*Task prompt:* Copy word for word the lines from the start of the records through the line that contains "pub mod pool;", both included.

*Supplied data:*

// src/exec/mod.rs

//! Execution layer.
//!
//! - [`pool`] owns the worker threads and seeds dispatched topologies onto
//!   the shared ready-queue.
//! - [`worker`] is the per-thread loop: dequeue a ready task, run it, release
//!   its successors, and complete the topology if it was the last one.

pub mod pool;
pub(crate) mod worker;

pub use pool::WorkerPool;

*Problem solution:*
// src/exec/mod.rs

//! Execution layer.
//!
//! - [`pool`] owns the worker threads and seeds dispatched topologies onto
//!   the shared ready-queue.
//! - [`worker`] is the per-thread loop: dequeue a ready task, run it, release
//!   its successors, and complete the topology if it was the last one.

pub mod pool;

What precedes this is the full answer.